Costumávamos dizer que o Brasil não tinha catástrofe e, agora, estamos vendo o quanto estávamos enganados. Com a cultura de seguro ainda pouco disseminada e insuficientes investimentos feitos por agentes do Estado, as perdas nesta lastimável tragédia ocorrida no Rio Grande do Sul serão imensas. Segundo as análises da Gallagher, o impacto negativo da situação econômica do Rio Grande do Sul não se limita apenas ao Estado. De fato, repercute em todo o território nacional, com uma possível redução de 0,3 a 0,4% ponto percentual no crescimento econômico do Brasil para 2024, no PIB nacional. Em 2023, o estado gaúcho representou 5,9% do PIB nacional, somando R$ 640,23 bilhões.
Estamos falando de uma tragédia sem precedentes, mas que já era anunciada. No último ano, as catástrofes naturais resultaram em perdas econômicas de 280 milhões de dólares, no Brasil, e o mercado de seguros vem sendo confrontado com muitos desafios no contexto das avaliações deste tipo de risco. Quando acontecerão? Se tornaram mais intensas e com períodos menores? Com certeza, sim. Diante deste cenário, precisamos nos organizar e trabalhar as soluções, para que não seja preciso usar orçamento próprio quando a catástrofe ocorrer. Estima-se que a tragédia ocorrida no Rio Grande do Sul, pela quantidade de recursos que serão empregados, pode impactar até mesmo o PIB brasileiro. As perdas econômicas, neste evento, mostram o quão necessário o seguro é para todos e o quanto pode ser diverso.
No Brasil, de forma mais macro, os estados deveriam comprar seguros para as suas escolas, hospitais, pontes e estruturas, evitando perdas em eventos similares. A iniciativa privada tem celeridade e, sem dúvida, já estaria pagando indenizações nesta tragédia atual, caso o estado tivesse seguro.
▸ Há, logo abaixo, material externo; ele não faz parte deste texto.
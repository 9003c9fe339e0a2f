//! Scheduling loop driving an autoscaled pool run.
//!
//! One task owns all pool state. Units of work are spawned onto the tokio
//! runtime and tracked in a [`JoinSet`], so they settle in completion order
//! without blocking the loop. A fixed-interval tick re-polls the work source,
//! triggers memory sampling every N ticks and logs every M ticks. Settled
//! slots are refilled immediately rather than at the next tick.

use std::sync::Arc;

use tokio::sync::watch;
use tokio::task::{JoinError, JoinHandle, JoinSet};
use tokio::time::{self, MissedTickBehavior};
use tracing::{debug, error, info, warn};

use crate::config::AutoscaledPoolConfig;
use crate::core::{
    CompletionPredicate, ConcurrencyController, MemoryInfo, MonitorError, NextWork, PoolError,
    PoolStats, ResourceMonitor, ScaleDecision, WorkSource,
};

/// Consecutive empty fill passes with nothing running after which the work
/// is considered exhausted when no completion predicate is supplied.
const EMPTY_PASSES_BEFORE_DRAIN: u32 = 2;

type SampleTask = JoinHandle<Result<MemoryInfo, MonitorError>>;

pub(crate) struct SchedulingLoop {
    config: AutoscaledPoolConfig,
    source: Box<dyn WorkSource>,
    monitor: Arc<dyn ResourceMonitor>,
    completion: Option<Arc<dyn CompletionPredicate>>,
    stats_tx: watch::Sender<PoolStats>,
    controller: ConcurrencyController,
    in_flight: JoinSet<anyhow::Result<()>>,
    sample_task: Option<SampleTask>,
    first_error: Option<PoolError>,
    empty_passes: u32,
    tick: u64,
    started: u64,
    completed: u64,
    failed: u64,
}

impl SchedulingLoop {
    pub(crate) fn new(
        config: AutoscaledPoolConfig,
        source: Box<dyn WorkSource>,
        monitor: Arc<dyn ResourceMonitor>,
        completion: Option<Arc<dyn CompletionPredicate>>,
        stats_tx: watch::Sender<PoolStats>,
    ) -> Self {
        let controller = ConcurrencyController::new(&config);
        Self {
            config,
            source,
            monitor,
            completion,
            stats_tx,
            controller,
            in_flight: JoinSet::new(),
            sample_task: None,
            first_error: None,
            empty_passes: 0,
            tick: 0,
            started: 0,
            completed: 0,
            failed: 0,
        }
    }

    /// Run until drained or until the first failure and all in-flight work settled.
    pub(crate) async fn drive(mut self) -> Result<PoolStats, PoolError> {
        let mut ticker = time::interval(self.config.tick_interval());
        ticker.set_missed_tick_behavior(MissedTickBehavior::Delay);

        info!(
            min_concurrency = self.controller.min_concurrency(),
            max_concurrency = self.controller.max_concurrency(),
            min_free_memory_ratio = self.config.min_free_memory_ratio,
            tick_interval_ms = self.config.tick_interval_ms,
            "Autoscaled pool started"
        );
        self.publish();

        loop {
            tokio::select! {
                biased;

                Some(joined) = self.in_flight.join_next(), if !self.in_flight.is_empty() => {
                    self.settle(joined);
                    self.fill();
                }
                sampled = next_sample(&mut self.sample_task), if self.sample_task.is_some() => {
                    self.sample_task = None;
                    self.on_sample(sampled);
                }
                _ = ticker.tick() => {
                    if self.on_tick().await {
                        break;
                    }
                }
            }

            self.publish();

            if self.first_error.is_some() && self.in_flight.is_empty() {
                break;
            }
        }

        if let Some(task) = self.sample_task.take() {
            task.abort();
        }
        let stats = self.snapshot();
        self.stats_tx.send_replace(stats.clone());

        match self.first_error.take() {
            Some(err) => {
                error!(
                    error = %err,
                    started = stats.started_tasks,
                    failed = stats.failed_tasks,
                    "Autoscaled pool aborted"
                );
                Err(err)
            }
            None => {
                info!(
                    completed = stats.completed_tasks,
                    ticks = stats.ticks,
                    "Autoscaled pool finished"
                );
                Ok(stats)
            }
        }
    }

    /// Handle one tick. Returns `true` once the pool is drained.
    async fn on_tick(&mut self) -> bool {
        self.tick += 1;

        if self.first_error.is_some() {
            // Aborting: wait for in-flight work, start nothing.
            return false;
        }

        let started = self.fill();

        if self.tick % self.config.autoscale_every_n_ticks == 0 && self.sample_task.is_none() {
            let monitor = Arc::clone(&self.monitor);
            self.sample_task = Some(tokio::spawn(async move { monitor.sample().await }));
        }

        if self.tick % self.config.log_every_n_ticks == 0 {
            self.log_status();
        }

        if started > 0 || !self.in_flight.is_empty() || self.first_error.is_some() {
            return false;
        }
        self.is_drained().await
    }

    /// Decide whether an idle pool is finished.
    async fn is_drained(&mut self) -> bool {
        if self.empty_passes == 0 {
            return false;
        }
        let Some(predicate) = self.completion.clone() else {
            return self.empty_passes >= EMPTY_PASSES_BEFORE_DRAIN;
        };
        match predicate.is_finished().await {
            Ok(finished) => {
                debug!(finished, "Completion predicate consulted");
                finished
            }
            Err(err) => {
                self.capture(PoolError::CompletionCheck(err));
                false
            }
        }
    }

    /// Start work in idle slots until the source runs dry or slots are full.
    fn fill(&mut self) -> usize {
        let mut started = 0;
        let mut saw_empty = false;

        while self.first_error.is_none() && self.in_flight.len() < self.controller.concurrency() {
            match self.source.next() {
                Ok(NextWork::Operation(op)) => {
                    self.in_flight.spawn(op);
                    self.started += 1;
                    started += 1;
                }
                Ok(NextWork::Empty) => {
                    saw_empty = true;
                    break;
                }
                Err(err) => {
                    self.capture(PoolError::TaskFailed(err));
                    break;
                }
            }
        }

        if started > 0 {
            self.empty_passes = 0;
            debug!(started, running = self.in_flight.len(), "Filled idle slots");
        } else if saw_empty {
            self.empty_passes = self.empty_passes.saturating_add(1);
        }
        started
    }

    fn settle(&mut self, joined: Result<anyhow::Result<()>, JoinError>) {
        match joined {
            Ok(Ok(())) => {
                self.completed += 1;
            }
            Ok(Err(err)) => {
                self.failed += 1;
                self.capture(PoolError::TaskFailed(err));
            }
            Err(join_err) => {
                self.failed += 1;
                self.capture(PoolError::TaskPanicked(join_err.to_string()));
            }
        }
    }

    /// Keep the first failure; later ones are logged and dropped.
    fn capture(&mut self, err: PoolError) {
        if self.first_error.is_some() {
            debug!(error = %err, "Discarding failure after the first");
            return;
        }
        warn!(
            error = %err,
            running = self.in_flight.len(),
            "Task failed, waiting for running tasks before aborting"
        );
        self.first_error = Some(err);
    }

    fn on_sample(&mut self, sampled: Result<MemoryInfo, MonitorError>) {
        let recorded = match sampled {
            Ok(info) => {
                let recorded = self.controller.record(info);
                if !recorded {
                    debug!("Discarding memory sample with zero total");
                }
                recorded
            }
            Err(err) => {
                warn!(
                    error = %err,
                    window = self.controller.snapshots().count(),
                    "Memory sample failed, scaling on previous window"
                );
                false
            }
        };
        if recorded && self.controller.is_overloaded() {
            warn!(
                free_ratio = self.controller.latest_free_ratio(),
                min_free_memory_ratio = self.config.min_free_memory_ratio,
                "Memory is overloaded"
            );
        }

        match self.controller.autoscale(self.in_flight.len()) {
            ScaleDecision::Up { from, to } => info!(from, to, "Scaling up concurrency"),
            ScaleDecision::Down { from, to } => info!(from, to, "Scaling down concurrency"),
            ScaleDecision::Hold => {
                debug!(concurrency = self.controller.concurrency(), "Concurrency unchanged");
            }
        }
        self.fill();
    }

    fn log_status(&self) {
        info!(
            concurrency = self.controller.concurrency(),
            running = self.in_flight.len(),
            free_ratio = self.controller.latest_free_ratio(),
            started = self.started,
            completed = self.completed,
            "Autoscaled pool status"
        );
    }

    fn snapshot(&self) -> PoolStats {
        let running = self.in_flight.len();
        PoolStats {
            concurrency: self.controller.concurrency().max(running),
            running,
            min_concurrency: self.controller.min_concurrency(),
            max_concurrency: self.controller.max_concurrency(),
            started_tasks: self.started,
            completed_tasks: self.completed,
            failed_tasks: self.failed,
            ticks: self.tick,
            last_free_ratio: self.controller.latest_free_ratio(),
        }
    }

    fn publish(&self) {
        self.stats_tx.send_replace(self.snapshot());
    }
}

/// Await the pending sample task, or never resolve when none is pending.
async fn next_sample(task: &mut Option<SampleTask>) -> Result<MemoryInfo, MonitorError> {
    match task.as_mut() {
        Some(handle) => handle
            .await
            .unwrap_or_else(|e| Err(MonitorError::Unavailable(format!("sampling task failed: {e}")))),
        None => std::future::pending().await,
    }
}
Mas a solução, talvez, não esteja na forma de um seguro tradicional, mas por meio de um programa para grandes perdas, com uma franquia agregada, como fazem diversas cidades nos Estados Unidos. O próprio Governo Federal poderia comprar resseguro para um fundo de catástrofe – há várias formas de como estruturar, de forma firme, eficiente e funcional.
A iniciativa traz agilidade no momento mais importante dos sinistros e na hora das indenizações. Países como Estados Unidos, que convivem com os furacões na Flórida e o risco de terremoto na Califórnia, possuem alta penetração de seguros e, mesmo assim, os municípios e estados compram seguro e resseguro para um fundo de catástrofe. Na Flórida, o estado atua diretamente, segurando através da seguradora Citizens, comprando resseguro e ajudando a viabilizar uma proteção mais eficiente para todos. Hoje, se Miami se não tivesse esta intervenção do estado da Florida, não seria possível viabilizar uma apólice este porte.
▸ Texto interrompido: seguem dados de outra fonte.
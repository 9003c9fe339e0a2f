//! Pool statistics published while a run is in progress.

use serde::{Deserialize, Serialize};

/// Snapshot of pool state.
#[derive(Debug, Clone, Default, PartialEq, Serialize, Deserialize)]
pub struct PoolStats {
    /// Allowed concurrency. Never below `running`: after a scale-down the
    /// excess operations keep their slots until they settle.
    pub concurrency: usize,
    /// Operations currently in flight.
    pub running: usize,
    /// Lower concurrency bound.
    pub min_concurrency: usize,
    /// Upper concurrency bound.
    pub max_concurrency: usize,
    /// Operations started so far.
    pub started_tasks: u64,
    /// Operations that settled successfully.
    pub completed_tasks: u64,
    /// Operations that settled with an error, including discarded ones.
    pub failed_tasks: u64,
    /// Scheduling loop ticks elapsed.
    pub ticks: u64,
    /// Free memory ratio of the latest accepted sample.
    pub last_free_ratio: Option<f64>,
}

impl PoolStats {
    /// Whether the concurrency invariants hold for this snapshot.
    #[must_use]
    pub const fn is_consistent(&self) -> bool {
        self.running <= self.concurrency
            && self.min_concurrency <= self.concurrency
            && self.concurrency <= self.max_concurrency
    }
}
Precisamos melhorar também o conhecimento das pessoas sobre o que já é oferecido no mercado e sua imensa possibilidade. Empresas grandes já compram seguros mais sofisticados, mas o mercado do médio empresário, muitas vezes por falta de informação, não tem uma apólice adequada ao seu risco. Tendo como base o cenário atual, por exemplo, muitos não terão uma grande cobertura para inundação ou alagamento e as perdas serão imensas. De acordo com um levantamento da CNseg (Confederação Nacional das Seguradoras), feito junto as suas 140 associadas entre 28 de abril e 22 de maio de 2024, a população atingida pelas enchentes no Rio Grande do Sul já registrou 23.441 avisos de sinistros, somando R$1,673 bilhão em indenizações que serão pagas aos clientes. E quantas não serão pagas? Imagino que o número também será exorbitante.
Estamos diante de um evento muito triste, uma lástima, realmente. Espero que aumente a conscientização da população, dos segurados, das autoridades e das empresas para que se organizem e desenvolvam uma discussão séria, onde temos as ferramentas, tanto de análise preditiva atuarial, bem como de mapeamento, para termos soluções e mitigações para próximos eventos similares. A visão que temos é que vamos ver mais e mais catástrofes, e de maior intensidade, e o Brasil não vai ficar de fora deste impacto relacionado a mudanças climáticas.